I was playing Zelda on the original Wii earlier. It’s the newest game console that I own.
Don’t get me wrong, I think new stuff is cool, too. I’d just rather go on a trip than have the newest cool thing.
That's why I have a Roku TV (well that, and I like the Roku software better) versus one of the other smart TVs. I'd have a Roku anyway so this just frees up an HDMI port.
I picked the max config pixel2xl for over thousand bucks, put a custom rom on it w/o google crap, and that's going to last me till it physically dies.
My boss on the other hand, gets both the pixel and the iphone refresh every year, and fiddles with each for an hour each day for weeks. Screw that. End result though - both you and me aren't as good a customer as companies want - they want my boss.

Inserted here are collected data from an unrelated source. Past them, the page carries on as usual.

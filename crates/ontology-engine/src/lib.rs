//! Ontology Engine
//!
//! Concept graph for accessibility research: loads JSON schema files into a
//! [`ConceptStore`], then answers query-expansion, relationship-traversal, and
//! domain-classification questions over the graph. All lookups are
//! case-insensitive and all outputs are deterministically ordered.

pub mod concept;
pub mod domains;
pub mod store;

pub use concept::{Concept, OntologySource, RelationKind};
pub use store::{ConceptStore, OntologyError};

use std::collections::{BTreeMap, BTreeSet};
use std::path::{Path, PathBuf};

use serde::Serialize;

/// Summary counters for a loaded ontology.
#[derive(Debug, Clone, PartialEq, Eq, Serialize)]
pub struct OntologyStats {
    pub sources: usize,
    pub concepts: usize,
    pub term_mappings: usize,
}

/// High-level interface over a [`ConceptStore`].
///
/// Construction never fails: unreadable directories or malformed schema files
/// degrade to a smaller (possibly empty) graph, logged via `tracing`.
pub struct OntologyManager {
    store: ConceptStore,
    schema_dir: Option<PathBuf>,
}

impl OntologyManager {
    /// Load every `*.json` schema under `path`, in sorted filename order.
    pub fn load_dir(path: impl AsRef<Path>) -> Self {
        let path = path.as_ref();
        OntologyManager {
            store: ConceptStore::load_dir(path),
            schema_dir: Some(path.to_path_buf()),
        }
    }

    /// Build a manager over the compiled-in schemas.
    pub fn builtin() -> Self {
        OntologyManager {
            store: ConceptStore::builtin(),
            schema_dir: None,
        }
    }

    /// Re-read the schema directory this manager was loaded from, replacing
    /// the in-memory graph. Builtin managers rebuild from the compiled-in
    /// schemas.
    pub fn reload(&mut self) {
        self.store = match &self.schema_dir {
            Some(dir) => ConceptStore::load_dir(dir),
            None => ConceptStore::builtin(),
        };
        tracing::info!(
            concepts = self.store.concept_count(),
            terms = self.store.term_count(),
            "ontology reloaded"
        );
    }

    pub fn store(&self) -> &ConceptStore {
        &self.store
    }

    /// Expand a free-text query with up to `max_expansions` ontology terms.
    ///
    /// A concept is considered mentioned when any of its indexed terms occurs
    /// as a substring of the lowercased query, or when every word of a
    /// multi-word term appears among the query's words. Mentioned concepts
    /// contribute up to 3 synonyms, 3 related terms, and 2 subconcepts each,
    /// in concept-id order. Terms equal to a query word are skipped and
    /// duplicates keep their first position.
    pub fn expand_query_terms(&self, query: &str, max_expansions: usize) -> Vec<String> {
        let query_lower = query.to_lowercase();
        let query_words: BTreeSet<&str> = query_lower.split_whitespace().collect();

        let mut seen = BTreeSet::new();
        let mut expanded = Vec::new();
        for id in self.mentioned_concepts(&query_lower, &query_words) {
            let Some(concept) = self.store.concept(id) else {
                continue;
            };
            let candidates = concept
                .synonyms
                .iter()
                .take(3)
                .chain(concept.related_terms.iter().take(3))
                .chain(concept.subconcepts.iter().take(2));
            for term in candidates {
                let lower = term.to_lowercase();
                if query_words.contains(lower.as_str()) {
                    continue;
                }
                if seen.insert(lower) {
                    expanded.push(term.clone());
                }
            }
        }
        expanded.truncate(max_expansions);
        expanded
    }

    /// Concept ids mentioned by the query, in id order.
    fn mentioned_concepts(
        &self,
        query_lower: &str,
        query_words: &BTreeSet<&str>,
    ) -> BTreeSet<&str> {
        let mut mentioned = BTreeSet::new();
        for (term, id) in self.store.terms() {
            if query_lower.contains(term.as_str()) {
                mentioned.insert(id.as_str());
                continue;
            }
            let words: Vec<&str> = term.split_whitespace().collect();
            if words.len() > 1 && words.iter().all(|word| query_words.contains(word)) {
                mentioned.insert(id.as_str());
            }
        }
        mentioned
    }

    /// Every non-empty relation list of a concept, keyed by relation name.
    /// Unknown ids yield an empty map.
    pub fn concept_relationships(&self, concept_id: &str) -> BTreeMap<String, Vec<String>> {
        let mut relationships = BTreeMap::new();
        let Some(concept) = self.store.concept(concept_id) else {
            return relationships;
        };

        let lists: &[(&str, &[String])] = &[
            ("synonyms", &concept.synonyms),
            ("related_terms", &concept.related_terms),
            ("subconcepts", &concept.subconcepts),
            ("technologies", &concept.technologies),
            ("standards", &concept.standards),
            ("wcag_criteria", &concept.wcag_criteria),
        ];
        for (name, list) in lists {
            if !list.is_empty() {
                relationships.insert(name.to_string(), list.to_vec());
            }
        }
        if let Some(parent) = &concept.parent {
            relationships.insert("parent".to_string(), vec![parent.clone()]);
        }
        relationships
    }

    /// Terms related to `term` through the given relation kinds (defaults to
    /// synonyms, related terms, and subconcepts).
    ///
    /// Combines the forward lists of the concept the term maps to with a
    /// reverse scan for concepts that list the term, sorted and deduplicated.
    pub fn find_related_concepts(
        &self,
        term: &str,
        kinds: Option<&[RelationKind]>,
    ) -> Vec<String> {
        let kinds = kinds.unwrap_or(RelationKind::DEFAULT);
        let term_lower = term.to_lowercase();

        let mut related = BTreeSet::new();
        if let Some(id) = self.store.concept_for_term(&term_lower) {
            if let Some(concept) = self.store.concept(id) {
                for kind in kinds {
                    related.extend(concept.relation(*kind).iter().cloned());
                }
            }
        }
        for (id, concept) in self.store.concepts() {
            for kind in kinds {
                if concept
                    .relation(*kind)
                    .iter()
                    .any(|item| item.to_lowercase() == term_lower)
                {
                    related.insert(id.clone());
                }
            }
        }
        related.into_iter().collect()
    }

    /// Score each known domain against the query. Delegates to the static
    /// domain vocabulary; the loaded graph does not influence scores.
    pub fn classify_query_domain(&self, query: &str) -> Vec<(String, f32)> {
        domains::classify_query_domain(query)
    }

    /// Vocabulary of a domain: the static term list when the domain is a
    /// builtin one, otherwise the labels, synonyms, and subconcepts of every
    /// concept matching or parented by `domain`, sorted and deduplicated.
    pub fn domain_terms(&self, domain: &str) -> Vec<String> {
        if let Some(terms) = domains::builtin_domain_terms(domain) {
            return terms.iter().map(|term| term.to_string()).collect();
        }

        let mut collected = BTreeSet::new();
        for (id, concept) in self.store.concepts() {
            let in_domain = id == domain || concept.parent.as_deref() == Some(domain);
            if !in_domain {
                continue;
            }
            if !concept.label.is_empty() {
                collected.insert(concept.label.clone());
            }
            collected.extend(concept.synonyms.iter().cloned());
            collected.extend(concept.subconcepts.iter().cloned());
        }
        collected.into_iter().collect()
    }

    pub fn stats(&self) -> OntologyStats {
        OntologyStats {
            sources: self.store.source_count(),
            concepts: self.store.concept_count(),
            term_mappings: self.store.term_count(),
        }
    }

    /// Report dangling parent and subconcept references. An empty report
    /// means the graph is internally consistent.
    pub fn validate_consistency(&self) -> Vec<String> {
        let mut issues = Vec::new();
        for (id, concept) in self.store.concepts() {
            if let Some(parent) = &concept.parent {
                if self.store.concept(parent).is_none() {
                    issues.push(format!("Concept {id} references unknown parent: {parent}"));
                }
            }
            for sub in &concept.subconcepts {
                if self.store.concept(sub).is_none() {
                    issues.push(format!("Concept {id} references unknown subconcept: {sub}"));
                }
            }
        }
        issues
    }
}

impl Default for OntologyManager {
    fn default() -> Self {
        Self::builtin()
    }
}


#[cfg(test)]
mod proptests {
    use super::*;
    use proptest::prelude::*;

    proptest! {
        #[test]
        fn expansion_never_echoes_query_words(query in "\\PC*") {
            let manager = OntologyManager::builtin();
            let words: Vec<String> = query
                .to_lowercase()
                .split_whitespace()
                .map(str::to_string)
                .collect();
            for term in manager.expand_query_terms(&query, 25) {
                prop_assert!(!words.contains(&term.to_lowercase()));
            }
        }

        #[test]
        fn expansion_respects_cap(query in "\\PC*", cap in 0usize..30) {
            let manager = OntologyManager::builtin();
            prop_assert!(manager.expand_query_terms(&query, cap).len() <= cap);
        }

        #[test]
        fn domain_scores_are_normalized(query in "\\PC*") {
            let manager = OntologyManager::builtin();
            for (_, score) in manager.classify_query_domain(&query) {
                prop_assert!((0.0..=1.0).contains(&score));
            }
        }
    }
}
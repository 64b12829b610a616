use std::collections::BTreeMap;

use serde::{Deserialize, Serialize};

/// Document categories in the accessibility corpus
#[derive(
    Debug, Clone, Copy, PartialEq, Eq, PartialOrd, Ord, Hash, Serialize, Deserialize,
)]
#[serde(rename_all = "snake_case")]
pub enum DocumentType {
    AcademicPaper,
    StandardsDocument,
    ExpertBlog,
    AuditTicket,
    TestingTranscript,
    Newsletter,
    JournalArticle,
    Unknown,
}

impl DocumentType {
    /// Get the document type name as stored in metadata
    pub fn as_str(&self) -> &'static str {
        match self {
            DocumentType::AcademicPaper => "academic_paper",
            DocumentType::StandardsDocument => "standards_document",
            DocumentType::ExpertBlog => "expert_blog",
            DocumentType::AuditTicket => "audit_ticket",
            DocumentType::TestingTranscript => "testing_transcript",
            DocumentType::Newsletter => "newsletter",
            DocumentType::JournalArticle => "journal_article",
            DocumentType::Unknown => "unknown",
        }
    }

    /// Parse a stored type name. Legacy or unrecognized values map to
    /// `Unknown` rather than failing, so old metadata never blocks a pipeline.
    pub fn parse(s: &str) -> Self {
        match s {
            "academic_paper" => DocumentType::AcademicPaper,
            "standards_document" => DocumentType::StandardsDocument,
            "expert_blog" => DocumentType::ExpertBlog,
            "audit_ticket" => DocumentType::AuditTicket,
            "testing_transcript" => DocumentType::TestingTranscript,
            "newsletter" => DocumentType::Newsletter,
            "journal_article" => DocumentType::JournalArticle,
            _ => DocumentType::Unknown,
        }
    }
}

/// How much a document's claims should be trusted based on authorship/venue.
///
/// The numeric ordering is load-bearing: document-level aggregation takes the
/// maximum level across authors, and comparisons use the derived `Ord`.
#[derive(
    Debug, Clone, Copy, PartialEq, Eq, PartialOrd, Ord, Hash, Serialize, Deserialize,
)]
#[serde(rename_all = "snake_case")]
#[repr(u8)]
pub enum AuthorityLevel {
    /// Unclassified content
    Unknown = 0,
    /// General community content
    Community = 1,
    /// Industry best practices, audit findings
    Professional = 2,
    /// Academic papers, research
    PeerReviewed = 3,
    /// Standards authors' blogs, expert guidance
    ExpertInterpretive = 4,
    /// WCAG standards, official specifications
    Normative = 5,
}

impl AuthorityLevel {
    /// Numeric value on the 0-5 trust scale
    pub fn value(&self) -> u8 {
        *self as u8
    }

    /// Convert a stored numeric level; out-of-range values map to `Unknown`
    pub fn from_value(value: u8) -> Self {
        match value {
            1 => AuthorityLevel::Community,
            2 => AuthorityLevel::Professional,
            3 => AuthorityLevel::PeerReviewed,
            4 => AuthorityLevel::ExpertInterpretive,
            5 => AuthorityLevel::Normative,
            _ => AuthorityLevel::Unknown,
        }
    }

    pub fn as_str(&self) -> &'static str {
        match self {
            AuthorityLevel::Unknown => "unknown",
            AuthorityLevel::Community => "community",
            AuthorityLevel::Professional => "professional",
            AuthorityLevel::PeerReviewed => "peer_reviewed",
            AuthorityLevel::ExpertInterpretive => "expert_interpretive",
            AuthorityLevel::Normative => "normative",
        }
    }
}

/// Authority profile for a single parsed author
#[derive(Debug, Clone, Serialize, Deserialize)]
pub struct AuthorProfile {
    pub name: String,
    pub authority_level: AuthorityLevel,
    pub expertise_areas: Vec<String>,
    pub affiliations: Vec<String>,
    pub confidence: f32,
}

/// Result of classifying one document
///
/// `confidence` is a capped weighted score, not a probability.
/// `detected_features` maps each signal channel name to its per-type scores.
#[derive(Debug, Clone, Serialize, Deserialize)]
pub struct ClassificationResult {
    pub document_type: DocumentType,
    pub confidence: f32,
    pub authority_level: AuthorityLevel,
    pub detected_features: BTreeMap<String, BTreeMap<DocumentType, f32>>,
    pub reasoning: String,
    pub classified_at: u64,
}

To address your point, which I cannot relate to. If money is the limiting factor and you still think the new stuff is cool - why not just buy a $200 phone every 3 years? the top of the line stuff is overpriced, but the margins are close to zero on everything else, and specs and features, at least for android, are pretty much the same.
As industrial engineer I know what it takes to develop any new product. The real world is enormous and you will always face the unexpected when releasing something new. People is going to buy your product and travel to Siberia or the Sahara desert, or to the beach, and discover things about your product you could not plan.
The fact is that early adopters usually are "long tail beta testers".
So when I buy a product is 2 years or so after it was first released and never have the problems that my friends that are early adopters have.
A secondary hypothesis is that there is a contingent of people who buy and install smart home devices just to annoy their non-tech-inclined spouses. That one's not mine, though, I got it from one such spouse.
For instance, in the early days on the iPhone, anyone who upgraded every year was getting a huge improvement each time. The iPhone 3G brought 3G support, so you could actually download things at a reasonable speed. The 3G S had a huge and very noticeable performance increase across the board, and the 4 was the first with a Retina screen.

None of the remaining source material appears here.